__What the task requires__
Your answer should be every line with the word "format", copied from the data below.

Stored data:

● ● ● ●

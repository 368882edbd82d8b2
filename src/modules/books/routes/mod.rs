//! HTTP handlers for the books resource.
//!
//! Write handlers validate the body before touching storage, so the table only
//! ever holds schema-conformant rows.

use std::sync::Arc;

use axum::{
    extract::{
        rejection::{JsonRejection, QueryRejection},
        Path, Query, State,
    },
    http::StatusCode,
    routing::get,
    Json, Router,
};
use catalog_http::error::AppError;
use serde_json::Value;

use super::models::{BookFilter, BookResponse, BooksResponse, MessageResponse};
use super::repository::{BookRepository, RepositoryError};
use super::schema::{self, ValidationErrors};

/// Dependencies shared by every books handler
#[derive(Clone)]
pub struct BooksState {
    pub repo: Arc<dyn BookRepository>,
}

impl BooksState {
    pub fn new(repo: Arc<dyn BookRepository>) -> Self {
        Self { repo }
    }
}

/// Build the books router; mounted under `/books`.
pub fn router(state: BooksState) -> Router {
    Router::new()
        .route("/", get(list_books).post(create_book))
        .route(
            "/{isbn}",
            get(get_book).put(update_book).delete(delete_book),
        )
        .with_state(state)
}

impl From<ValidationErrors> for AppError {
    fn from(errors: ValidationErrors) -> Self {
        AppError::validation(errors.into_messages())
    }
}

impl From<RepositoryError> for AppError {
    fn from(err: RepositoryError) -> Self {
        match err {
            RepositoryError::NotFound { isbn } => {
                AppError::not_found(format!("There is no book with an isbn '{isbn}'"))
            }
            RepositoryError::Conflict { isbn } => {
                AppError::conflict(format!("Book with ISBN {isbn} already exists"))
            }
            RepositoryError::Unexpected(err) => AppError::Internal(anyhow::Error::new(err)),
        }
    }
}

/// GET / => {books: [book, ...]}
async fn list_books(
    State(state): State<BooksState>,
    filter: Result<Query<BookFilter>, QueryRejection>,
) -> Result<Json<BooksResponse>, AppError> {
    let Query(filter) =
        filter.map_err(|rejection| AppError::bad_request(rejection.body_text()))?;
    let books = state.repo.find_all(&filter).await?;
    Ok(Json(BooksResponse { books }))
}

/// GET /{isbn} => {book: book}
async fn get_book(
    State(state): State<BooksState>,
    Path(isbn): Path<String>,
) -> Result<Json<BookResponse>, AppError> {
    let book = state.repo.find_one(&isbn).await?;
    Ok(Json(BookResponse { book }))
}

/// POST / bookData => 201 {book: newBook}
async fn create_book(
    State(state): State<BooksState>,
    payload: Result<Json<Value>, JsonRejection>,
) -> Result<(StatusCode, Json<BookResponse>), AppError> {
    let book = schema::parse_book(json_body(payload)?)?;
    let book = state.repo.create(&book).await?;

    tracing::info!(isbn = %book.isbn, "book created");
    Ok((StatusCode::CREATED, Json(BookResponse { book })))
}

/// PUT /{isbn} bookData => {book: updatedBook}
async fn update_book(
    State(state): State<BooksState>,
    Path(isbn): Path<String>,
    payload: Result<Json<Value>, JsonRejection>,
) -> Result<Json<BookResponse>, AppError> {
    let book = schema::parse_book(json_body(payload)?)?;

    if book.isbn != isbn {
        tracing::warn!(
            path_isbn = %isbn,
            body_isbn = %book.isbn,
            "update renames book to the isbn given in the body"
        );
    }

    let book = state.repo.update(&isbn, &book).await?;
    Ok(Json(BookResponse { book }))
}

/// DELETE /{isbn} => {message: "Book deleted"}
async fn delete_book(
    State(state): State<BooksState>,
    Path(isbn): Path<String>,
) -> Result<Json<MessageResponse>, AppError> {
    state.repo.remove(&isbn).await?;

    tracing::info!(isbn = %isbn, "book deleted");
    Ok(Json(MessageResponse {
        message: "Book deleted",
    }))
}

fn json_body(payload: Result<Json<Value>, JsonRejection>) -> Result<Value, AppError> {
    payload
        .map(|Json(value)| value)
        .map_err(|rejection| AppError::bad_request(rejection.body_text()))
}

● ● ● ●

__Reply__
                AppError::not_found(format!("There is no book with an isbn '{isbn}'"))
                AppError::conflict(format!("Book with ISBN {isbn} already exists"))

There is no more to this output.